There are cons, of course. This is a matter that divides people and when working with other people's projects you have to ignore your own preference and follow the "local" convention.

Although the alternative allows for a bit of metadata to be encoded in the name. For example, if "id" is always the local item descriptor, you can almost always assume anything ending in "ID" or "_id" is a foreign key, and either the table name or relation is encoded in the prior part of the name.

It's a small thing. You'll likely know enough about the tables to be able to know this information anyways. Then again, knowing which "id" field you want is pretty obvious too. In the end, there are pros and cons to both, and it's mostly preference.

That said, once it leaves the database, I much prefer my records have short id fields, which likely influences by schema design to some degree.

Agreed. For me, "id" means the PK (or at least just some surrogate key), and "*_id" is an FK.
If I'm going to use in-name property marking[1] then I'll use PK for the PK, so instead of Person.idPerson that would be person.pkPerson (and perhaps fkPerson instead of idPerson in child tables).

I used to just use ID as the name for surrogate primary keys, but find being more explicit to be helpful for clarity. It is one of a number of habits I used to have in the name of being concise that I now prefer not to do these days in the name of being descriptive.

[1] which I do for keys themselves and other table supporting objects[2], the PK for a table called Thing is explicitly named pkThing rather than letting SQL Server pick a name [2] for instance an index on Thing covering col1 and col2 is ix_Thing_col1_col2 (unless the index exists for a fairly specific reason that is somehow unclear from what it covers/includes in which case that reason is in the index's name)

An interesting convention. I'm personally of the opinion that since I'm explicitly defining foreign key constraints and relationships in the database anyway, and that's easily viewed by querying the table definition, putting much more in the name itself is both redundant and causes confusion (or at least extra work and annoyance) when used outside the database.

I don't name the primary key field id because I'm denoting a type, I call it id because it holds the identifier for the current record. I don't call the foreign relation identifier person_id because it holds a "person" and is an id, I call it person_id because it holds the identifier for a person record, and that's a valid description for what the field holds. The constraint tells how the relation is defined.

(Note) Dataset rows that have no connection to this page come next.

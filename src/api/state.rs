//! Application state for the payroll ledger API.

use std::sync::Arc;

use crate::config::FileSettings;
use crate::service::PayrollLedger;

/// Shared application state.
///
/// Holds the ledger engine and the default document locations used when a
/// request does not name a path.
#[derive(Clone)]
pub struct AppState {
    ledger: Arc<PayrollLedger>,
    files: Arc<FileSettings>,
}

impl AppState {
    /// Creates a new application state.
    pub fn new(ledger: PayrollLedger, files: FileSettings) -> Self {
        Self {
            ledger: Arc::new(ledger),
            files: Arc::new(files),
        }
    }

    /// Returns a shared handle to the ledger engine.
    pub fn ledger(&self) -> Arc<PayrollLedger> {
        Arc::clone(&self.ledger)
    }

    /// Returns the default document locations.
    pub fn files(&self) -> &FileSettings {
        &self.files
    }
}
//! Payroll ledger transform and aggregation engine.
//!
//! This crate reads an append-only payment ledger, maps it through an
//! externally authored transform definition into a normalized employee
//! tree, annotates per-employee and grand totals, discovers the pay-period
//! labels in use and appends new payments with duplicate detection.
//!
//! The operations are gathered on [`service::PayrollLedger`] and exposed
//! over HTTP by [`api::create_router`].

#![warn(missing_docs)]

pub mod api;
pub mod config;
pub mod error;
pub mod ledger;
pub mod logging;
pub mod models;
pub mod processing;
pub mod service;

> the PK for a table called Thing is explicitly named pkThing rather than letting SQL Server pick a name [2] for instance an index on Thing covering col1 and col2 is ix_Thing_col1_col2

So, do you call those fields that index works on col1_ix1 and cal2_ix1 or something? If not, why do you denote the primary key with PK, and not indexed columns? Both have explicit definitions in the schema that specify exactly how they are defined, one a primary key, the other an index over multiple columns.

To me this sounds a bit like how Hungarian Notation[1] had it's original purpose lost as it shifted over time to encompass a larger, less well defined set of behavior which didn't always deliver an actual benefits.[2] To me, if the system is enforcing the values, and you can introspect the system, that's good enough.

That said, I did spend a while reading an IDEF1X explanation and HOWTO last night, and there are some interesting points and arguments there, so I'm not entirely set in stone with these views.

1: https://en.wikipedia.org/wiki/Hungarian_notation#Systems_vs....

2: TL;DR "Apps Hungarian" prefixed variable names with info about what they were supposed to contain at a high level, such as rwFoo containing the row of Foo. Systems Hungarian came along later and they used the prefix to encode the type, such that iFoo might mean an integer Foo. The benefit of this in a language such as C or C++ that requires explicitly typing the variable anyways is debatable.